Warum Krieg?
„Schmeckt er nicht?“
„Doch, Oma, ich habe einfach keinen Hunger.“ Die junge Frau stochert in einem Stück Schokoladentorte herum.
„Hast du Liebeskummer?“ Besorgt mustert die alte Dame ihre Enkelin.
Die junge Frau quetscht ein lang gezogenes „Nein“ durch die Lippen.
„Was ist los? Oder willst du nicht mit mir darüber reden?“
„Eigentlich nicht, du hast Florian von Anfang an nicht gemocht.“
„So kann man das nicht sagen. Er sieht gut aus und kann sehr charmant sein. Natürlich bin ich nicht begeistert, dass du dich ausgerechnet in einen
Bundeswehrsoldaten verliebt hast.“
„Er ist Sportsoldat. Florian ist Leistungssportler. Was ist so schlimm daran, dass die Bundeswehr ihn gefördert hat? Seine Eltern hätten das nicht
gekonnt.“
Die Großmutter schweigt, aber diese Erklärung stellt sie nicht zufrieden.

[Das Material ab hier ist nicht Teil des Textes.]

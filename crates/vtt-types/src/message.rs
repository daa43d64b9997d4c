//! Wire messages exchanged between writers, observers, and the engine.

use serde::{Deserialize, Serialize};
use vtt_cbor::Hash;

use crate::{ErrorCode, SessionId, StateOperation, Value, Version};

/// Writer -> engine: an ordered batch of operations against `base_version`.
#[derive(Clone, Debug, PartialEq, Serialize, Deserialize)]
#[serde(rename_all = "camelCase")]
pub struct StateUpdate {
    pub request_id: String,
    pub session_id: SessionId,
    pub base_version: Version,
    pub operations: Vec<StateOperation>,
    /// Client wall-clock milliseconds; informational only.
    #[serde(default)]
    pub timestamp: u64,
}

/// Error detail carried by a rejected update.
#[derive(Clone, Debug, PartialEq, Eq, Serialize, Deserialize)]
#[serde(rename_all = "camelCase")]
pub struct ResponseError {
    pub code: ErrorCode,
    pub message: String,
    #[serde(default, skip_serializing_if = "Option::is_none")]
    pub current_version: Option<Version>,
    #[serde(default, skip_serializing_if = "Option::is_none")]
    pub current_hash: Option<Hash>,
}

/// Engine -> writer: outcome of a [`StateUpdate`].
#[derive(Clone, Debug, PartialEq, Eq, Serialize, Deserialize)]
#[serde(rename_all = "camelCase")]
pub struct StateUpdateResponse {
    pub success: bool,
    #[serde(default, skip_serializing_if = "Option::is_none")]
    pub new_version: Option<Version>,
    #[serde(default, skip_serializing_if = "Option::is_none")]
    pub new_hash: Option<Hash>,
    #[serde(default, skip_serializing_if = "Option::is_none")]
    pub error: Option<ResponseError>,
}

impl StateUpdateResponse {
    pub fn accepted(new_version: Version, new_hash: Hash) -> Self {
        Self {
            success: true,
            new_version: Some(new_version),
            new_hash: Some(new_hash),
            error: None,
        }
    }

    pub fn rejected(error: ResponseError) -> Self {
        Self {
            success: false,
            new_version: None,
            new_hash: None,
            error: Some(error),
        }
    }

    pub fn error_code(&self) -> Option<ErrorCode> {
        self.error.as_ref().map(|e| e.code)
    }
}

/// Engine -> observers: an accepted batch, delivered in apply order.
#[derive(Clone, Debug, PartialEq, Serialize, Deserialize)]
#[serde(rename_all = "camelCase")]
pub struct StateUpdateBroadcast {
    pub session_id: SessionId,
    pub operations: Vec<StateOperation>,
    pub new_version: Version,
    pub new_hash: Hash,
}

/// Participant -> engine: fetch the authoritative state, optionally
/// presenting a cached `(version, hash)` pair.
#[derive(Clone, Debug, PartialEq, Eq, Serialize, Deserialize)]
#[serde(rename_all = "camelCase")]
pub struct FullStateRequest {
    pub session_id: SessionId,
    #[serde(default, skip_serializing_if = "Option::is_none")]
    pub cached_version: Option<Version>,
    #[serde(default, skip_serializing_if = "Option::is_none")]
    pub cached_hash: Option<Hash>,
}

impl FullStateRequest {
    pub fn new(session_id: SessionId) -> Self {
        Self {
            session_id,
            cached_version: None,
            cached_hash: None,
        }
    }

    pub fn with_cache(session_id: SessionId, version: Version, hash: Hash) -> Self {
        Self {
            session_id,
            cached_version: Some(version),
            cached_hash: Some(hash),
        }
    }
}

/// Complete state payload at a specific version.
#[derive(Clone, Debug, PartialEq, Serialize, Deserialize)]
pub struct FullState {
    pub state: Value,
    pub version: Version,
    pub hash: Hash,
}

/// Engine -> participant: either `{"unchanged":true}` or a full state.
///
/// A full response always replaces the caller's local state wholesale.
#[derive(Clone, Debug, PartialEq, Serialize, Deserialize)]
#[serde(try_from = "FullStateResponseRepr", into = "FullStateResponseRepr")]
pub enum FullStateResponse {
    Unchanged,
    Full(FullState),
}

impl FullStateResponse {
    pub fn is_unchanged(&self) -> bool {
        matches!(self, FullStateResponse::Unchanged)
    }

    pub fn into_full(self) -> Option<FullState> {
        match self {
            FullStateResponse::Full(full) => Some(full),
            FullStateResponse::Unchanged => None,
        }
    }
}

#[derive(Clone, Serialize, Deserialize)]
struct FullStateResponseRepr {
    #[serde(default, skip_serializing_if = "Option::is_none")]
    unchanged: Option<bool>,
    #[serde(default, skip_serializing_if = "Option::is_none")]
    state: Option<Value>,
    #[serde(default, skip_serializing_if = "Option::is_none")]
    version: Option<Version>,
    #[serde(default, skip_serializing_if = "Option::is_none")]
    hash: Option<Hash>,
}

impl From<FullStateResponse> for FullStateResponseRepr {
    fn from(value: FullStateResponse) -> Self {
        match value {
            FullStateResponse::Unchanged => FullStateResponseRepr {
                unchanged: Some(true),
                state: None,
                version: None,
                hash: None,
            },
            FullStateResponse::Full(full) => FullStateResponseRepr {
                unchanged: None,
                state: Some(full.state),
                version: Some(full.version),
                hash: Some(full.hash),
            },
        }
    }
}

impl TryFrom<FullStateResponseRepr> for FullStateResponse {
    type Error = String;

    fn try_from(repr: FullStateResponseRepr) -> Result<Self, Self::Error> {
        if repr.unchanged == Some(true) {
            return Ok(FullStateResponse::Unchanged);
        }
        match (repr.state, repr.version, repr.hash) {
            (Some(state), Some(version), Some(hash)) => {
                Ok(FullStateResponse::Full(FullState {
                    state,
                    version,
                    hash,
                }))
            }
            _ => Err("full state response requires state, version, and hash".into()),
        }
    }
}

/// Lifecycle collaborator -> engine: the session is over.
#[derive(Clone, Debug, PartialEq, Eq, Serialize, Deserialize)]
#[serde(rename_all = "camelCase")]
pub struct SessionEnd {
    pub session_id: SessionId,
}

#[cfg(test)]
mod tests {
    use super::*;
    use crate::Verb;
    use serde_json::json;

    #[test]
    fn state_update_uses_camel_case() {
        let update: StateUpdate = serde_json::from_value(json!({
            "requestId": "r-1",
            "sessionId": "s-1",
            "baseVersion": "0",
            "operations": [
                {"path": ["currentEncounter", "tokens"], "verb": "push", "value": {"id": "t1"}}
            ],
            "timestamp": 1700000000000u64
        }))
        .unwrap();
        assert_eq!(update.base_version, Version::ZERO);
        assert_eq!(update.operations[0].verb, Verb::Push);
        assert_eq!(update.session_id.as_str(), "s-1");
    }

    #[test]
    fn rejected_response_carries_current_pair() {
        let hash = Hash::of_bytes(b"state");
        let resp = StateUpdateResponse::rejected(ResponseError {
            code: ErrorCode::VersionConflict,
            message: "stale".into(),
            current_version: Some(Version::new(1)),
            current_hash: Some(hash),
        });
        let json = serde_json::to_value(&resp).unwrap();
        assert_eq!(json["success"], json!(false));
        assert_eq!(json["error"]["code"], json!("VERSION_CONFLICT"));
        assert_eq!(json["error"]["currentVersion"], json!("1"));
        assert_eq!(json["error"]["currentHash"], json!(hash.to_hex()));
        assert!(json.get("newVersion").is_none());
    }

    #[test]
    fn unchanged_response_has_no_payload() {
        let json = serde_json::to_value(FullStateResponse::Unchanged).unwrap();
        assert_eq!(json, json!({"unchanged": true}));
        let back: FullStateResponse = serde_json::from_value(json).unwrap();
        assert!(back.is_unchanged());
    }

    #[test]
    fn full_response_requires_all_fields() {
        let hash = Hash::of_bytes(b"x");
        let full = FullStateResponse::Full(FullState {
            state: Value::empty_map(),
            version: Version::new(3),
            hash,
        });
        let json = serde_json::to_value(&full).unwrap();
        assert_eq!(json["version"], json!("3"));
        assert_eq!(serde_json::from_value::<FullStateResponse>(json).unwrap(), full);

        let partial = json!({"state": {}, "version": "3"});
        assert!(serde_json::from_value::<FullStateResponse>(partial).is_err());
    }
}
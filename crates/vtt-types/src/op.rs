use std::fmt;

use serde::{Deserialize, Deserializer, Serialize};

use crate::{Path, Value};

/// Patch verb applied at a path.
#[derive(Clone, Copy, Debug, PartialEq, Eq, Hash, Serialize, Deserialize)]
#[serde(rename_all = "lowercase")]
pub enum Verb {
    Set,
    Unset,
    Inc,
    Push,
    Pull,
}

impl Verb {
    pub fn as_str(&self) -> &'static str {
        match self {
            Verb::Set => "set",
            Verb::Unset => "unset",
            Verb::Inc => "inc",
            Verb::Push => "push",
            Verb::Pull => "pull",
        }
    }
}

impl fmt::Display for Verb {
    fn fmt(&self, f: &mut fmt::Formatter<'_>) -> fmt::Result {
        f.write_str(self.as_str())
    }
}

/// One path-addressed patch instruction.
#[derive(Clone, Debug, PartialEq, Serialize, Deserialize)]
pub struct StateOperation {
    pub path: Path,
    pub verb: Verb,
    /// Absent for `unset`. An explicit JSON `null` decodes as `Some(Value::Null)`.
    #[serde(
        default,
        deserialize_with = "present_value",
        skip_serializing_if = "Option::is_none"
    )]
    pub value: Option<Value>,
}

// Distinguishes a present `null` from an absent field; `default` covers absence.
fn present_value<'de, D: Deserializer<'de>>(deserializer: D) -> Result<Option<Value>, D::Error> {
    Value::deserialize(deserializer).map(Some)
}

impl StateOperation {
    pub fn set(path: Path, value: impl Into<Value>) -> Self {
        Self::with_value(path, Verb::Set, value.into())
    }

    pub fn unset(path: Path) -> Self {
        Self {
            path,
            verb: Verb::Unset,
            value: None,
        }
    }

    pub fn inc(path: Path, value: impl Into<Value>) -> Self {
        Self::with_value(path, Verb::Inc, value.into())
    }

    pub fn push(path: Path, value: impl Into<Value>) -> Self {
        Self::with_value(path, Verb::Push, value.into())
    }

    pub fn pull(path: Path, value: impl Into<Value>) -> Self {
        Self::with_value(path, Verb::Pull, value.into())
    }

    fn with_value(path: Path, verb: Verb, value: Value) -> Self {
        Self {
            path,
            verb,
            value: Some(value),
        }
    }
}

Meike spürt es und sagt: „Nun gut. Du erfährst es ja doch. Florian hat sich
freiwillig für einen Auslandseinsatz gemeldet.“
„Das gibt gutes Geld.“
„Oma, du bist gemein.“
Sie beginnt zu weinen. Die Großmutter steht auf und legt eine Hand auf ihre Schulter.
„Tut mir leid, ich wollte ihm nichts unterstellen.“
„Er will seine Kameraden nicht im Stich lassen“, schluchzt die Enkelin. „Ich habe Angst, dass ihm was passiert.“
„Die Militärstützpunkte sind stark gesichert und die Bundeswehrfahrzeuge gut gepanzert. Nur wenige Soldaten haben
Feindkontakt“, versucht die Großmutter zu trösten. Und, indem sie sich setzt, fügt sie leise, mehr für sich hinzu: „Sie schreiben Berichte, putzen Waffen, spielen Karten und langweilen
sich.“
„Florian meint auch, ein Auslandseinsatz sei weniger gefährlich als deutsche Autobahnen.“
Meike trocknet sich die Tränen und beginnt zu essen.
„Jedenfalls kamen in den bisherigen Kriegseinsätzen kaum Bundeswehrsoldaten ums Leben. Dafür umso mehr Zivilisten.“
„Es sind keine Kriegseinsätze, sondern Stabilisierungseinsätze. Sie dienen der Bekämpfung von Aufständischen, unterstützen Demokratiebewegungen und schützen die
Bevölkerung vor Islamisten.“
„Wie in Afghanistan?“
„Die Bundeswehr ist nach Afghanistan gegangen, um Aufbauarbeit zu leisten“, beharrt Meike. „Dass die Taliban daraus einen Krieg gemacht haben, ist nicht ihre
Schuld.“
„Entschuldige, Liebes, da bin ich ganz anderer Meinung. Ein Militäreinsatz ist kein Entwicklungshilfeprojekt. Mit Bezeichnungen wie Friedensmission und
Durchsetzung der Menschenrechte sollte die Bevölkerung positiv auf den Afghanistaneinsatz eingestimmt werden. Solche Begriffe erzeugen in uns ein Bild von Versöhnung und Helfen. Dass die
Bundeswehr nur Brunnen und Brücken baut, war von Anfang nichts anderes als eine geschickte Propaganda-kampagne.“
„Die längst korrigiert wurde.“
„Der erste Eindruck ist der entscheidende. Haben sich bestimmte Vorstellungen erst einmal in unseren Köpfen festgesetzt, lassen sie sich nur schwer korrigieren.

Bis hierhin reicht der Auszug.